Crédit : Sherwin Lainez

Ça s’annonçait beau sur le toit d’Ubisoft samedi soir dernier, alors qu’on nous promettait les tours de chant de Wilsen et Jean-Michel Blais. Retour.

Wilsen en entrée

Accompagnée de sa guitare, la talentueuse Tamsin Wilson du trio brooklynois Wilsen a fait une entrée toute en douceur sur le toit d’Ubisoft. Assurant la première partie du pianiste Jean-Michel Blais, l’auteure-compositrice-interprète nous a d’abord offert la pièce Magnolia tirée de son EP du même nom. La version solo sans ses acolytes Drew Andt et Johnny Simon Jr. sonnait plus intimiste, épurée et éthérée. La glace était brisée, le charme rompu.

La voix envoûtante de Tamsin et son folk pop se mêlaient à une vue imprenable sur Montréal. Son charisme et son humour ont conquis le public. L’artiste a d’ailleurs joué quelques pièces de son premier album I Go Missing In My Sleep sorti le 28 avril dernier. Après Heavy Steps, elle a enchaîné avec Centipede, une pièce inspirée d’un insecte errant qui l’a fait réfléchir sur la paix intérieure. L’effet était apaisant, enveloppant et ensorcelant. Si vous désirez faire une belle découverte musicale, Wilsen a conquis la critique. Un album à vous procurer.

Place à Jean-Michel Blais

Sans la moindre adresse au public, le pianiste a pris place derrière son piano et a entamé quelques pièces de son album Il. Le silence était tangible, le moindre craquement de chaise perceptible. Le vrombissement inopportun d’un l’hélicoptère a dessiné un sourire sur les lèvres des spectateurs, et sur celles de Jean-Michel Blais. Cinq à dix minutes se sont écoulées avant que la mélodie ne se dissipe dans un silence total. Le pianiste s’est tourné vers son public :

« Vous avez eu peur, hein? ».

Désarmant de sincérité, un sourire charmeur et doté d’un fort capital de sympathie, Jean-Michel Blais a testé jusqu’où le public pouvait l’écouter jouer, sans questionner son absence de présentation. « On est timé avec le soleil qui se couche ». Les derniers rayons de soleil ont enveloppé ce moment privilégié. Blais nous a invité à passer la soirée en sa compagnie jusqu’à la tombée de la nuit, et nous a promis quelques nouveautés. « Mais soyez sages, ça fait partie du set list ». Définitivement, son charisme s’arrime de façon complice au public séduit.

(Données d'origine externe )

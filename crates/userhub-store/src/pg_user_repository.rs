//! `PostgreSQL` implementation of the `UserRepository` trait.

use async_trait::async_trait;
use chrono::{DateTime, Utc};
use sqlx::{FromRow, PgPool, Postgres, QueryBuilder};
use tracing::debug;
use uuid::Uuid;

use userhub_core::error::DomainError;
use userhub_core::pagination::{Page, PageRequest};
use userhub_core::repository::UserRepository;
use userhub_core::user::User;

const USER_COLUMNS: &str = "id, nickname, email, password_hash, first_name, last_name, country, \
                            created_at, updated_at, version";

#[derive(Debug, FromRow)]
struct UserRow {
    id: Uuid,
    nickname: String,
    email: String,
    password_hash: String,
    first_name: String,
    last_name: String,
    country: String,
    created_at: DateTime<Utc>,
    updated_at: DateTime<Utc>,
    version: i64,
}

impl From<UserRow> for User {
    fn from(row: UserRow) -> Self {
        Self {
            id: row.id,
            nickname: row.nickname,
            email: row.email,
            password_hash: row.password_hash,
            first_name: row.first_name,
            last_name: row.last_name,
            country: row.country,
            created_at: row.created_at,
            updated_at: row.updated_at,
            version: row.version,
        }
    }
}

fn infrastructure(err: &sqlx::Error) -> DomainError {
    DomainError::Infrastructure(err.to_string())
}

/// Maps a write failure, turning a unique-index violation into `Duplicate`.
fn map_write_error(err: &sqlx::Error, user: &User) -> DomainError {
    if let sqlx::Error::Database(db_err) = err {
        if db_err.code().as_deref() == Some("23505") {
            return match db_err.constraint() {
                Some("users_email_live_key") => DomainError::Duplicate {
                    field: "email",
                    value: user.email.clone(),
                },
                Some("users_nickname_live_key") => DomainError::Duplicate {
                    field: "nickname",
                    value: user.nickname.clone(),
                },
                _ => DomainError::Duplicate {
                    field: "id",
                    value: user.id.to_string(),
                },
            };
        }
    }
    infrastructure(err)
}

fn push_live_filter(builder: &mut QueryBuilder<'_, Postgres>, request: &PageRequest) {
    builder.push(" WHERE deleted_at IS NULL");
    if let Some(filter) = &request.filter {
        builder
            .push(" AND ")
            .push(filter.field.column())
            .push(" = ")
            .push_bind(filter.value.clone());
    }
}

/// PostgreSQL-backed user repository.
#[derive(Debug, Clone)]
pub struct PgUserRepository {
    pool: PgPool,
}

impl PgUserRepository {
    /// Creates a new `PgUserRepository`.
    #[must_use]
    pub fn new(pool: PgPool) -> Self {
        Self { pool }
    }

    async fn find_live_by(&self, column: &str, value: &str) -> Result<Option<User>, DomainError> {
        let mut builder = QueryBuilder::<Postgres>::new("SELECT ");
        builder
            .push(USER_COLUMNS)
            .push(" FROM users WHERE deleted_at IS NULL AND ")
            .push(column)
            .push(" = ")
            .push_bind(value.to_owned());

        builder
            .build_query_as::<UserRow>()
            .fetch_optional(&self.pool)
            .await
            .map(|row| row.map(User::from))
            .map_err(|e| infrastructure(&e))
    }

    async fn is_live(&self, id: Uuid) -> Result<bool, DomainError> {
        sqlx::query_scalar::<_, bool>(
            "SELECT EXISTS (SELECT 1 FROM users WHERE id = $1 AND deleted_at IS NULL)",
        )
        .bind(id)
        .fetch_one(&self.pool)
        .await
        .map_err(|e| infrastructure(&e))
    }
}

#[async_trait]
impl UserRepository for PgUserRepository {
    async fn insert(&self, user: &User) -> Result<(), DomainError> {
        sqlx::query(
            "INSERT INTO users (id, nickname, email, password_hash, first_name, last_name, \
             country, created_at, updated_at, version) \
             VALUES ($1, $2, $3, $4, $5, $6, $7, $8, $9, $10)",
        )
        .bind(user.id)
        .bind(&user.nickname)
        .bind(&user.email)
        .bind(&user.password_hash)
        .bind(&user.first_name)
        .bind(&user.last_name)
        .bind(&user.country)
        .bind(user.created_at)
        .bind(user.updated_at)
        .bind(user.version)
        .execute(&self.pool)
        .await
        .map_err(|e| map_write_error(&e, user))?;

        debug!(user_id = %user.id, "user row inserted");
        Ok(())
    }

    async fn update(&self, user: &User, expected_version: i64) -> Result<(), DomainError> {
        let result = sqlx::query(
            "UPDATE users SET nickname = $1, email = $2, password_hash = $3, first_name = $4, \
             last_name = $5, country = $6, updated_at = $7, version = $8 \
             WHERE id = $9 AND version = $10 AND deleted_at IS NULL",
        )
        .bind(&user.nickname)
        .bind(&user.email)
        .bind(&user.password_hash)
        .bind(&user.first_name)
        .bind(&user.last_name)
        .bind(&user.country)
        .bind(user.updated_at)
        .bind(user.version)
        .bind(user.id)
        .bind(expected_version)
        .execute(&self.pool)
        .await
        .map_err(|e| map_write_error(&e, user))?;

        if result.rows_affected() == 0 {
            return Err(if self.is_live(user.id).await? {
                DomainError::ConcurrencyConflict {
                    user_id: user.id,
                    expected: expected_version,
                }
            } else {
                DomainError::UserNotFound(user.id)
            });
        }

        debug!(user_id = %user.id, version = user.version, "user row updated");
        Ok(())
    }

    async fn soft_delete(&self, id: Uuid, at: DateTime<Utc>) -> Result<(), DomainError> {
        let result = sqlx::query(
            "UPDATE users SET deleted_at = $2, updated_at = $2, version = version + 1 \
             WHERE id = $1 AND deleted_at IS NULL",
        )
        .bind(id)
        .bind(at)
        .execute(&self.pool)
        .await
        .map_err(|e| infrastructure(&e))?;

        if result.rows_affected() == 0 {
            return Err(DomainError::UserNotFound(id));
        }
        debug!(user_id = %id, "user row soft-deleted");
        Ok(())
    }

    async fn find_by_id(&self, id: Uuid) -> Result<Option<User>, DomainError> {
        let mut builder = QueryBuilder::<Postgres>::new("SELECT ");
        builder
            .push(USER_COLUMNS)
            .push(" FROM users WHERE deleted_at IS NULL AND id = ")
            .push_bind(id);

        builder
            .build_query_as::<UserRow>()
            .fetch_optional(&self.pool)
            .await
            .map(|row| row.map(User::from))
            .map_err(|e| infrastructure(&e))
    }

    async fn find_by_nickname(&self, nickname: &str) -> Result<Option<User>, DomainError> {
        self.find_live_by("nickname", nickname).await
    }

    async fn find_by_email(&self, email: &str) -> Result<Option<User>, DomainError> {
        self.find_live_by("email", email).await
    }

    async fn list(&self, request: &PageRequest) -> Result<Page<User>, DomainError> {
        let mut count = QueryBuilder::<Postgres>::new("SELECT COUNT(*) FROM users");
        push_live_filter(&mut count, request);
        let total_rows: i64 = count
            .build_query_scalar()
            .fetch_one(&self.pool)
            .await
            .map_err(|e| infrastructure(&e))?;

        let offset = i64::try_from(request.offset())
            .map_err(|_| DomainError::Validation("page is out of range".into()))?;
        let mut select = QueryBuilder::<Postgres>::new("SELECT ");
        select.push(USER_COLUMNS).push(" FROM users");
        push_live_filter(&mut select, request);
        select
            .push(" ORDER BY ")
            .push(request.sort_column.column())
            .push(" ")
            .push(request.sort_direction.keyword())
            .push(", id ASC LIMIT ")
            .push_bind(i64::from(request.limit))
            .push(" OFFSET ")
            .push_bind(offset);

        let rows = select
            .build_query_as::<UserRow>()
            .fetch_all(&self.pool)
            .await
            .map_err(|e| infrastructure(&e))?;

        Ok(Page::new(
            request,
            u64::try_from(total_rows).unwrap_or_default(),
            rows.into_iter().map(User::from).collect(),
        ))
    }
}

Jean-Michel Blais maîtrise l’art du spectacle, exerçant une réelle fascination dans sa façon d’interpréter. À l’occasion, il s’est levé de son siège pour faire rebondir les cordes du piano entre ses doigts. Se décrivant comme un homme qui parle peu durant ses spectacles, il a tout de même pris la peine de nous expliquer ses compositions.

Ainsi, Budapest s’inspire des mélodies d’Europe de l’Est, mais avec des notes plus jazzy et romancées vers la fin. Quant à la pièce suivante, c’est la structure qui prend le pas. Le thème et les variations représentent l’aspect de la récurrence dans la vie. La mélodie agit comme une trame narrative. Une histoire qui défile, qui déferle devant nos yeux, naviguant entre la douceur, la tragédie, la colère et des moments lumineux.

Une nouvelle pièce, enfin!

Jean-Michel Blais nous a offert la pièce Dans ma main, inspirée du poème d’Hector de Saint-Denys Garneau. Une pièce avec une montée fulgurante. Un crescendo qui s’élève dans l’air frisquet, résonnant au milieu de la pénombre. Au loin, les lumières des buildings ont commencé à s’allumer. Quel moment! Puis, il nous a confié à la blague qu’il s’agit d’une vieille toune sur un album jamais sorti avant d’enchaîner avec une vraie composition inédite. « J’aime pas les rappels, faque je vais vous la faire tout de suite. C’est une pièce de nuit. Je ne sais pas ce que ça veut dire… » La pièce s’appelle Sourdine et elle consiste à ralentir ce qu’il appelle une trille, c’est-à-dire deux notes conjointes répétées rapidement et alternativement.

Cette soirée mémorable s’est terminée dans un moment de grâce, avec une pièce d’un pianiste qui a beaucoup inspiré Blais dans ses compositions, Philippe Glass. Dans l’obscurité, une étrange bestiole volatile a fendu l’air. Certains murmures ont évoqué une chauve-souris. Tous les éléments formaient un algorithme parfait. Fascinant, édifiant et profondément dense comme concert.